By Monica Heger
Researchers at Life Technologies recently demonstrated whole-methylome analysis of a bacterial genome using bisulfite sequencing on the SOLiD for the first time.
In a paper published last month in PLoS ONE, the Life Tech researchers described how they sequenced the methylome of E. coli using both an aqueous and an in-gel library construction process. The company plans to develop and commercialize a library construction kit for the aqueous method, In Sequence has learned.

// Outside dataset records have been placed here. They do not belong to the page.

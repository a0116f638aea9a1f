//! Device Replies

use crate::limits::{GAIN_LEVEL_MAX, GAIN_LEVEL_MIN};
use serde::{Deserialize, Serialize};
use std::fmt;

const GAIN_PREFIX: &str = "OK. Selected gain: ";
const WRONG_PREFIX: &str = "Wrong command (";

/// Gain multiplier for a level: 2^(level-1), so level 0 is 0.5x
pub fn gain_multiplier(level: u8) -> f64 {
    2f64.powi(level as i32 - 1)
}

/// A reply line written by the device
#[derive(Debug, Clone, PartialEq, Serialize, Deserialize)]
pub enum Reply {
    /// Greeting for an empty line
    Banner(String),
    /// Configuration accepted
    Ok,
    /// Gain accepted
    GainSelected { level: u8 },
    /// Streaming started
    Started,
    /// Streaming stopped
    Stopped,
    /// Device identifier
    DeviceId(String),
    /// Unrecognized line, echoed back byte for byte
    WrongCommand(Vec<u8>),
}

impl Reply {
    /// Parse a reply line (terminator already stripped)
    ///
    /// Returns `None` for free text, which is how banners and identifiers
    /// look on the wire; the caller knows which one it asked for.
    pub fn parse(line: &str) -> Option<Reply> {
        match line {
            "OK" => return Some(Reply::Ok),
            "Started" => return Some(Reply::Started),
            "Stopped" => return Some(Reply::Stopped),
            _ => {}
        }

        if let Some(rest) = line.strip_prefix(GAIN_PREFIX) {
            let multiplier: f64 = rest.strip_suffix('x')?.trim().parse().ok()?;
            if multiplier <= 0.0 {
                return None;
            }
            let level = (multiplier.log2() + 1.0)
                .round()
                .clamp(GAIN_LEVEL_MIN as f64, GAIN_LEVEL_MAX as f64);
            return Some(Reply::GainSelected { level: level as u8 });
        }

        if let Some(rest) = line.strip_prefix(WRONG_PREFIX) {
            let echoed = rest.strip_suffix(')')?;
            return Some(Reply::WrongCommand(echoed.as_bytes().to_vec()));
        }

        None
    }

    /// Bytes written to the link, without terminator
    ///
    /// Unlike `Display`, the echo of an unrecognized line is not re-encoded.
    pub fn to_wire(&self) -> Vec<u8> {
        match self {
            Reply::WrongCommand(line) => {
                let mut wire = Vec::with_capacity(WRONG_PREFIX.len() + line.len() + 1);
                wire.extend_from_slice(WRONG_PREFIX.as_bytes());
                wire.extend_from_slice(line);
                wire.push(b')');
                wire
            }
            other => other.to_string().into_bytes(),
        }
    }
}

impl fmt::Display for Reply {
    fn fmt(&self, f: &mut fmt::Formatter<'_>) -> fmt::Result {
        match self {
            Reply::Banner(text) => f.write_str(text),
            Reply::Ok => f.write_str("OK"),
            Reply::GainSelected { level } => {
                write!(f, "{}{}x", GAIN_PREFIX, gain_multiplier(*level))
            }
            Reply::Started => f.write_str("Started"),
            Reply::Stopped => f.write_str("Stopped"),
            Reply::DeviceId(id) => f.write_str(id),
            Reply::WrongCommand(line) => {
                write!(f, "{}{})", WRONG_PREFIX, String::from_utf8_lossy(line))
            }
        }
    }
}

Other researchers have developed techniques for methylome sequencing using the Illumina platform, but this study marks the first time it has been demonstrated on the SOLiD. The researchers said the key difference between methylome sequencing on the two platforms is that the Life Tech method uses SOLiD's color-coded two-base encoding scheme to identify all four bases whereas the Illumina approach is limited to three bases.

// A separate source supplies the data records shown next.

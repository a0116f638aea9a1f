//! Bounded Input Buffer

use crate::TERMINATOR;

/// Normalize an incoming byte before storage
///
/// Only plain ASCII `a..=z` is folded; every other byte passes through.
pub fn normalize(byte: u8) -> u8 {
    byte.to_ascii_uppercase()
}

/// Fixed-capacity byte buffer with an insertion cursor
///
/// Bytes in `[0, cursor)` are valid input; everything past the cursor is
/// stale and never exposed.
pub struct InputBuffer {
    /// Pre-allocated storage
    storage: Box<[u8]>,
    /// Next free slot
    cursor: usize,
}

impl InputBuffer {
    /// Create an empty buffer with the given capacity
    pub fn new(capacity: usize) -> Self {
        Self {
            storage: vec![0u8; capacity].into_boxed_slice(),
            cursor: 0,
        }
    }

    /// Append one byte, normalized
    ///
    /// Returns `false` and stores nothing when the buffer is full.
    pub fn append(&mut self, byte: u8) -> bool {
        if self.is_full() {
            return false;
        }
        self.storage[self.cursor] = normalize(byte);
        self.cursor += 1;
        true
    }

    /// Offset of the first terminator in the valid region
    pub fn find_terminator(&self) -> Option<usize> {
        self.as_bytes()
            .windows(TERMINATOR.len())
            .position(|w| w == &TERMINATOR[..])
    }

    /// Reset to empty
    pub fn clear(&mut self) {
        self.cursor = 0;
    }

    /// Valid bytes
    pub fn as_bytes(&self) -> &[u8] {
        &self.storage[..self.cursor]
    }

    /// Valid bytes as text (lossy for non-UTF-8 input)
    pub fn as_text(&self) -> String {
        String::from_utf8_lossy(self.as_bytes()).into_owned()
    }

    /// Number of valid bytes
    pub fn len(&self) -> usize {
        self.cursor
    }

    /// Check if buffer is empty
    pub fn is_empty(&self) -> bool {
        self.cursor == 0
    }

    /// Check if buffer is full
    pub fn is_full(&self) -> bool {
        self.cursor >= self.storage.len()
    }

    /// Get the buffer capacity
    pub fn capacity(&self) -> usize {
        self.storage.len()
    }
}
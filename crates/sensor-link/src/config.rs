//! Host configuration

use crate::error::LinkError;
use crate::sample::SampleLayout;
use line_decoder::limits::{
    ADC_CHANNELS, GAIN_LEVEL_MAX, SAMPLE_TIME_MAX_MS, SAMPLE_TIME_MIN_MS,
};
use line_decoder::AdcSelection;
use serde::{Deserialize, Serialize};
use std::path::{Path, PathBuf};

/// Environment variable prefix for overrides (e.g. `POCKETLOC_HOST_LINK__PORT`)
const ENV_PREFIX: &str = "POCKETLOC_HOST";

/// Serial link settings
#[derive(Debug, Clone, PartialEq, Serialize, Deserialize)]
#[serde(default)]
pub struct LinkConfig {
    /// Serial port path; discovered by USB id when absent
    pub port: Option<String>,
    /// Baud rate
    pub baud_rate: u32,
    /// USB vendor id used for discovery
    pub usb_vid: u16,
    /// USB product id used for discovery
    pub usb_pid: u16,
    /// Identifier the device must report
    pub device_id: String,
    /// Reply timeout (milliseconds)
    pub timeout_ms: u64,
    /// Sample line layout
    pub layout: SampleLayout,
}

impl Default for LinkConfig {
    fn default() -> Self {
        Self {
            port: None,
            baud_rate: 9600,
            usb_vid: 0x2341,
            usb_pid: 0x8037,
            device_id: "PocketLoCSensor".to_string(),
            timeout_ms: 1000,
            layout: SampleLayout::default(),
        }
    }
}

/// Settings for a measurement run
#[derive(Debug, Clone, PartialEq, Serialize, Deserialize)]
#[serde(default)]
pub struct HostConfig {
    /// Link settings
    pub link: LinkConfig,
    /// Sample time per conversion (ms)
    pub sample_time_ms: u8,
    /// Photodiode mask, ten `0`/`1` digits (F1..F8, CLEAR, NIR)
    pub adc_mask: String,
    /// Fixed gain level; ignored when auto gain is on
    pub gain_level: u8,
    /// Sweep gain levels before measuring
    pub auto_gain: bool,
    /// Samples checked per level during the sweep
    pub auto_gain_samples: usize,
    /// Samples to stream before stopping
    pub sample_count: usize,
    /// Also write samples to this CSV file
    pub csv_path: Option<PathBuf>,
}

impl Default for HostConfig {
    fn default() -> Self {
        Self {
            link: LinkConfig::default(),
            sample_time_ms: 10,
            adc_mask: "1010101101".to_string(),
            gain_level: 10,
            auto_gain: true,
            auto_gain_samples: 100,
            sample_count: 1000,
            csv_path: None,
        }
    }
}

impl HostConfig {
    /// Load defaults, then an optional file, then `POCKETLOC_HOST_*` variables
    pub fn load(path: Option<&Path>) -> Result<Self, LinkError> {
        let mut builder = config::Config::builder();
        if let Some(path) = path {
            builder = builder.add_source(config::File::from(path));
        }
        let config: HostConfig = builder
            .add_source(config::Environment::with_prefix(ENV_PREFIX).separator("__"))
            .build()?
            .try_deserialize()?;
        config.validate()?;
        Ok(config)
    }

    /// Parse a TOML document over the defaults
    pub fn from_toml_str(text: &str) -> Result<Self, LinkError> {
        let config: HostConfig = config::Config::builder()
            .add_source(config::File::from_str(text, config::FileFormat::Toml))
            .build()?
            .try_deserialize()?;
        config.validate()?;
        Ok(config)
    }

    /// Photodiode selection from the mask
    pub fn adc_selection(&self) -> AdcSelection {
        AdcSelection::parse(self.adc_mask.as_bytes())
    }

    /// Reject values the device would silently clamp
    pub fn validate(&self) -> Result<(), LinkError> {
        if !(SAMPLE_TIME_MIN_MS..=SAMPLE_TIME_MAX_MS).contains(&self.sample_time_ms) {
            return Err(LinkError::Config(format!(
                "sample_time_ms must be {}..={}",
                SAMPLE_TIME_MIN_MS, SAMPLE_TIME_MAX_MS
            )));
        }
        if self.gain_level > GAIN_LEVEL_MAX {
            return Err(LinkError::Config(format!(
                "gain_level must be at most {}",
                GAIN_LEVEL_MAX
            )));
        }
        if self.adc_mask.len() != ADC_CHANNELS
            || !self.adc_mask.bytes().all(|b| b == b'0' || b == b'1')
        {
            return Err(LinkError::Config(format!(
                "adc_mask must be {} digits of 0 or 1",
                ADC_CHANNELS
            )));
        }
        if self.link.timeout_ms == 0 {
            return Err(LinkError::Config("timeout_ms must be positive".to_string()));
        }
        if self.link.layout.channels == 0 || self.link.layout.values_per_channel == 0 {
            return Err(LinkError::Config(
                "layout needs at least one channel and one value per channel".to_string(),
            ));
        }
        Ok(())
    }
}
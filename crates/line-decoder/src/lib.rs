//! Pocket LoC Line Command Decoder
//!
//! This crate implements the device side of the Pocket LoC serial link: a
//! bounded input buffer that accumulates bytes from a transport, detects the
//! `\r\n` terminator and dispatches one text command per poll to the sensor
//! configuration collaborators.
//!
//! The command and reply grammar is shared with the host client in
//! `sensor-link`, so both ends encode and parse the same lines.

mod buffer;
mod command;
mod config;
mod decoder;
mod device;
mod error;
mod reply;
mod transport;

pub use buffer::{normalize, InputBuffer};
pub use command::{parse_int, AdcChannel, AdcSelection, Command};
pub use config::{DecoderConfig, OverflowPolicy};
pub use decoder::{DecoderStats, LineDecoder, PollOutcome};
pub use device::{ChannelSettings, SensorConfig, SimulatedSensor, StatusIndicator};
pub use error::DecoderError;
pub use reply::{gain_multiplier, Reply};
pub use transport::{MemoryTransport, Transport};

use tracing::Level;
use tracing_subscriber::FmtSubscriber;

/// Line terminator on the wire, in both directions
pub const TERMINATOR: &[u8; 2] = b"\r\n";

/// Protocol limits
pub mod limits {
    /// Default input buffer capacity in bytes
    pub const DEFAULT_CAPACITY: usize = 50;
    /// Shortest sample time per conversion (ms)
    pub const SAMPLE_TIME_MIN_MS: u8 = 1;
    /// Longest sample time per conversion (ms)
    pub const SAMPLE_TIME_MAX_MS: u8 = 182;
    /// Lowest gain level (0.5x)
    pub const GAIN_LEVEL_MIN: u8 = 0;
    /// Highest gain level (512x)
    pub const GAIN_LEVEL_MAX: u8 = 10;
    /// Number of selectable photodiodes in an ADC configuration
    pub const ADC_CHANNELS: usize = 10;
}

/// Initialize logging on stderr
///
/// Stdout is left untouched so the simulator can use it for protocol replies.
pub fn init_logging() {
    let subscriber = FmtSubscriber::builder()
        .with_max_level(Level::INFO)
        .with_target(true)
        .with_writer(std::io::stderr)
        .finish();

    tracing::subscriber::set_global_default(subscriber)
        .expect("Failed to set tracing subscriber");
}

Life Technologies said it does not yet have a release date for the kit, nor has it made the cost of the kit public.
In the study, the Life Tech researchers started with 5 micrograms of bacterial DNA. The bisulfite conversion, which converts unmethylated cytosine into uracil while leaving the methylated cytosine intact, was done either in solution or on a polyacrylamide gel. They then amplified the libraries using emulsion PCR and sequenced them with 50-base fragment reads on the SOLiD.
Christina Chung, senior scientist at Life Technologies and lead author of the study, said that the two methods yielded comparable results. She said the main advantage of the gel-based construction is that it enables researchers to use less starting DNA than the aqueous approach. Since completing the study, Chung and her colleagues have begun using reagents from Life Tech's Invitrogen business that have allowed them to use even less starting material for that method than reported in the paper, she said.

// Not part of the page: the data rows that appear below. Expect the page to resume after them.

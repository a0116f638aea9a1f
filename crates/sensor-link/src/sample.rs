//! Streamed Sample Lines
//!
//! While streaming, the device writes one tab-separated line per sample: for
//! each sensor channel, its intensity values followed by a saturation field.

use crate::error::LinkError;
use line_decoder::{gain_multiplier, AdcSelection};
use serde::{Deserialize, Serialize};

/// Largest raw count the ADC reports
const ADC_FULL_SCALE: f64 = 65535.0;
/// Integration cycles per millisecond of sample time
const CYCLES_PER_MS: f64 = 18.0;

/// Field layout of a sample line
#[derive(Debug, Clone, Copy, PartialEq, Eq, Serialize, Deserialize)]
pub struct SampleLayout {
    /// Sensor channels per line
    pub channels: usize,
    /// Intensity values per channel, before its saturation field
    pub values_per_channel: usize,
}

impl Default for SampleLayout {
    fn default() -> Self {
        Self {
            channels: 2,
            values_per_channel: 6,
        }
    }
}

impl SampleLayout {
    /// Number of fields a line must carry
    pub fn field_count(&self) -> usize {
        self.channels * (self.values_per_channel + 1)
    }
}

/// One sensor channel's part of a sample
#[derive(Debug, Clone, PartialEq, Serialize, Deserialize)]
pub struct ChannelReading {
    /// Intensity per enabled photodiode
    pub values: Vec<f64>,
    /// ADC saturated during this sample
    pub saturated: bool,
}

/// A parsed sample line
#[derive(Debug, Clone, PartialEq, Serialize, Deserialize)]
pub struct Sample {
    /// Host receive time (Unix ms)
    pub timestamp_ms: u64,
    /// Readings by sensor channel
    pub channels: Vec<ChannelReading>,
}

impl Sample {
    /// Parse a line using the given layout
    ///
    /// Extra trailing fields are ignored.
    pub fn parse(line: &str, layout: &SampleLayout, timestamp_ms: u64) -> Result<Self, LinkError> {
        let fields: Vec<&str> = line.trim_end().split('\t').collect();
        if fields.len() < layout.field_count() {
            return Err(LinkError::InvalidSample(format!(
                "expected {} fields, got {}",
                layout.field_count(),
                fields.len()
            )));
        }

        let mut values = Vec::with_capacity(layout.field_count());
        for field in &fields[..layout.field_count()] {
            let value: f64 = field
                .trim()
                .parse()
                .map_err(|_| LinkError::InvalidSample(format!("not a number: {:?}", field)))?;
            values.push(value);
        }

        let channels = values
            .chunks(layout.values_per_channel + 1)
            .map(|chunk| {
                let (readings, saturation) = chunk.split_at(layout.values_per_channel);
                ChannelReading {
                    values: readings.to_vec(),
                    saturated: saturation[0] > 0.0,
                }
            })
            .collect();

        Ok(Self {
            timestamp_ms,
            channels,
        })
    }

    /// Whether any channel saturated
    pub fn is_saturated(&self) -> bool {
        self.channels.iter().any(|c| c.saturated)
    }

    /// Render in the device's wire format, without terminator
    pub fn encode(&self) -> String {
        let mut fields = Vec::new();
        for channel in &self.channels {
            fields.extend(channel.values.iter().map(|v| format!("{:.2}", v)));
            fields.push(if channel.saturated { "1" } else { "0" }.to_string());
        }
        fields.join("\t")
    }

    /// One CSV row: timestamp, then every channel's values
    ///
    /// Saturation flags are left out, as in the header.
    pub fn to_csv_row(&self) -> String {
        let mut fields = vec![self.timestamp_ms.to_string()];
        for channel in &self.channels {
            fields.extend(channel.values.iter().map(|v| v.to_string()));
        }
        fields.join(",")
    }
}

/// CSV header matching [`Sample::to_csv_row`]
///
/// Columns are named `sensor<n>_<photodiode>` after the enabled photodiodes.
/// Columns beyond the enabled ones are numbered instead.
pub fn csv_header(layout: &SampleLayout, selection: &AdcSelection) -> String {
    let enabled = selection.enabled();
    let mut columns = vec!["timestamp".to_string()];
    for channel in 0..layout.channels {
        for value in 0..layout.values_per_channel {
            let column = match enabled.get(value) {
                Some(photodiode) => format!("sensor{}_{}", channel, photodiode.label()),
                None => format!("sensor{}_{}", channel, value),
            };
            columns.push(column);
        }
    }
    columns.join(",")
}

/// Tracks saturation across a stream so it is reported once per episode
#[derive(Debug, Clone, Copy, Default)]
pub struct SaturationWatch {
    saturated: bool,
}

impl SaturationWatch {
    /// Record a sample; true when saturation has just begun
    pub fn observe(&mut self, sample: &Sample) -> bool {
        let saturated = sample.is_saturated();
        let began = saturated && !self.saturated;
        self.saturated = saturated;
        began
    }
}

/// Quick check used to skip sample lines while waiting for a reply
pub fn looks_like_sample(line: &str) -> bool {
    line.contains('\t')
        && line
            .split('\t')
            .next()
            .map(|f| f.trim().parse::<f64>().is_ok())
            .unwrap_or(false)
}

/// Current time (Unix ms)
pub fn now_ms() -> u64 {
    std::time::SystemTime::now()
        .duration_since(std::time::UNIX_EPOCH)
        .map(|d| d.as_millis() as u64)
        .unwrap_or(0)
}

/// Largest physical intensity representable at a gain level and sample time
pub fn value_limit(gain_level: u8, sample_time_ms: u8) -> f64 {
    ADC_FULL_SCALE / (gain_multiplier(gain_level) * sample_time_ms.max(1) as f64 * CYCLES_PER_MS)
}

#[cfg(test)]
mod tests {
    use super::*;
    use line_decoder::Reply;
    use proptest::prelude::*;

    const LINE: &str = concat!(
        "1.00\t2.00\t3.00\t4.00\t5.00\t6.00\t0\t",
        "7.00\t8.00\t9.00\t10.00\t11.00\t12.00\t1\r\n",
    );

    #[test]
    fn test_parse_default_layout() {
        let sample = Sample::parse(LINE, &SampleLayout::default(), 42).unwrap();
        assert_eq!(sample.timestamp_ms, 42);
        assert_eq!(sample.channels.len(), 2);
        assert_eq!(sample.channels[0].values, vec![1.0, 2.0, 3.0, 4.0, 5.0, 6.0]);
        assert!(!sample.channels[0].saturated);
        assert_eq!(sample.channels[1].values[5], 12.0);
        assert!(sample.channels[1].saturated);
        assert!(sample.is_saturated());
    }

    #[test]
    fn test_parse_rejects_short_line() {
        let result = Sample::parse("1\t2\t3", &SampleLayout::default(), 0);
        assert!(matches!(result, Err(LinkError::InvalidSample(_))));
    }

    #[test]
    fn test_parse_rejects_non_numeric() {
        let line = LINE.replace("5.00", "abc");
        let result = Sample::parse(&line, &SampleLayout::default(), 0);
        assert!(matches!(result, Err(LinkError::InvalidSample(_))));
    }

    #[test]
    fn test_parse_ignores_extra_fields() {
        let line = format!("{}\t99", LINE.trim_end());
        let sample = Sample::parse(&line, &SampleLayout::default(), 0).unwrap();
        assert_eq!(sample.channels.len(), 2);
    }

    #[test]
    fn test_custom_layout() {
        let layout = SampleLayout {
            channels: 1,
            values_per_channel: 2,
        };
        assert_eq!(layout.field_count(), 3);
        let sample = Sample::parse("10\t20\t0", &layout, 0).unwrap();
        assert_eq!(sample.channels[0].values, vec![10.0, 20.0]);
        assert!(!sample.is_saturated());
    }

    #[test]
    fn test_encode_matches_wire_format() {
        let sample = Sample::parse(LINE, &SampleLayout::default(), 0).unwrap();
        assert_eq!(sample.encode(), LINE.trim_end());
    }

    #[test]
    fn test_looks_like_sample() {
        assert!(looks_like_sample(LINE));
        assert!(!looks_like_sample("OK"));
        assert!(!looks_like_sample("Wrong command (A\tB)"));
        assert!(!looks_like_sample("PocketLoCSensor"));
    }

    #[test]
    fn test_value_limit() {
        // 65535 / (1 * 10 * 18)
        assert!((value_limit(1, 10) - 364.083).abs() < 0.001);
        // Level 0 doubles the limit
        assert!((value_limit(0, 10) - 2.0 * value_limit(1, 10)).abs() < 1e-9);
    }

    #[test]
    fn test_saturation_reported_once_per_episode() {
        let layout = SampleLayout::default();
        let clean = Sample::parse(&LINE.replace("\t1\r\n", "\t0"), &layout, 0).unwrap();
        let saturated = Sample::parse(LINE, &layout, 0).unwrap();
        assert!(!clean.is_saturated());

        let mut watch = SaturationWatch::default();
        assert!(!watch.observe(&clean));
        assert!(watch.observe(&saturated));
        assert!(!watch.observe(&saturated));
        assert!(!watch.observe(&saturated));
        assert!(!watch.observe(&clean));
        assert!(watch.observe(&saturated));
    }

    #[test]
    fn test_csv_header_names_enabled_photodiodes() {
        let selection = AdcSelection::parse(b"1010101101");
        let header = csv_header(&SampleLayout::default(), &selection);
        assert_eq!(
            header,
            "timestamp,sensor0_F1,sensor0_F3,sensor0_F5,sensor0_F7,sensor0_F8,sensor0_NIR,\
             sensor1_F1,sensor1_F3,sensor1_F5,sensor1_F7,sensor1_F8,sensor1_NIR"
        );

        let sparse = csv_header(&SampleLayout::default(), &AdcSelection::parse(b"1"));
        assert!(sparse.starts_with("timestamp,sensor0_F1,sensor0_1,"));
    }

    #[test]
    fn test_csv_row_matches_header_width() {
        let sample = Sample::parse(LINE, &SampleLayout::default(), 42).unwrap();
        let row = sample.to_csv_row();
        assert!(row.starts_with("42,1,2,3,4,5,6,7,"));
        let header = csv_header(&SampleLayout::default(), &AdcSelection::ALL);
        assert_eq!(row.split(',').count(), header.split(',').count());
    }

    proptest! {
        #[test]
        fn prop_replies_never_look_like_samples(
            level in 0u8..=10,
            echoed in "[ -~\t]{0,24}",
        ) {
            let replies = [
                Reply::Ok,
                Reply::Started,
                Reply::Stopped,
                Reply::GainSelected { level },
                Reply::WrongCommand(echoed.into_bytes()),
            ];
            for reply in replies {
                prop_assert!(!looks_like_sample(&reply.to_string()));
            }
        }

        #[test]
        fn prop_device_samples_are_recognized(
            values in proptest::collection::vec(0.0f64..65535.0, 12),
            saturated in any::<(bool, bool)>(),
        ) {
            let sample = Sample {
                timestamp_ms: 0,
                channels: vec![
                    ChannelReading { values: values[..6].to_vec(), saturated: saturated.0 },
                    ChannelReading { values: values[6..].to_vec(), saturated: saturated.1 },
                ],
            };
            let line = sample.encode();
            prop_assert!(looks_like_sample(&line));
            let parsed = Sample::parse(&line, &SampleLayout::default(), 0).unwrap();
            prop_assert_eq!(parsed.is_saturated(), saturated.0 || saturated.1);
        }
    }
}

Chung said the company only plans to commercialize the solution-based method, however, because it fits in better with other protocols for the SOLiD platform.
Chung said the main differentiator for the SOLiD technique is that methylome sequencing on the Illumina platform only allows for the analysis of three out of four bases because in the bisulfite conversion step the unmethylated cytosines are converted to thymines. Other researchers have gotten around this by using algorithms to figure out which thymines were originally cytosines.
SOLiD, on the other hand, uses a color-coded scheme, where one color corresponds to two bases. So even though the cytosines are converted to thymines, the four different colors are maintained throughout the process, Chung said.
"Since you use color codes and always look at two bases at a time, you can retain all four colors. So the advantage is that your genome is not as reduced," she said.
According to the authors, the technique may have advantages in applications such as methylome sequencing of cancer samples. It was "sensitive enough to identify partially methylated sites," which will give it an advantage in "applications of bisulfite sequencing in which copy number variation of a specific methylation motif is of biological importance," they wrote in the paper.
Chia-Lin Wei, a senior group leader at the Genome Institute of Singapore, has used Illumina to do methylome sequencing of human stem cell derivates and is currently testing methylome sequencing on the SOLiD.
She said that the two platforms so far seem comparable. She agreed with Chung that the color-coding scheme of the SOLiD allows the genome to maintain its complexity because there are still four colors, as opposed to three bases in the base-space scheme. This feature should allow for more accurate mapping, she said.
However, for more complex genomes with long strings of methylated cytosines, the SOLiD approach might lose its accuracy. In the current study, the researchers allowed for five mismatches in one read. More than four methylated cytosines in a row, said Wei, would have produced more than five color space mismatches, so the read would not have aligned correctly. That problem can be fixed by changing the algorithm to allow for more mismatches, she said. But the more mismatches you allow, the harder it is to correctly align the reads.
"You have a tradeoff," said Wei. "If you allow more mismatches, you will reduce mapping ability, but will detect more methylation. In the bacteria genome, it works well with five mismatches. It will be interesting to see, in a mammalian genome, what is the balance between mapping specificity versus detecting methylated CGs in a row."
In previous methylome sequencing studies using Illumina, the GIS group used single-end reads, but Wei said the paired-end reads would increase Illumina's accuracy. "The bottom line is that both platforms work well. The key is knowing their technical specifications so you can play around with the informatics mapping," she said.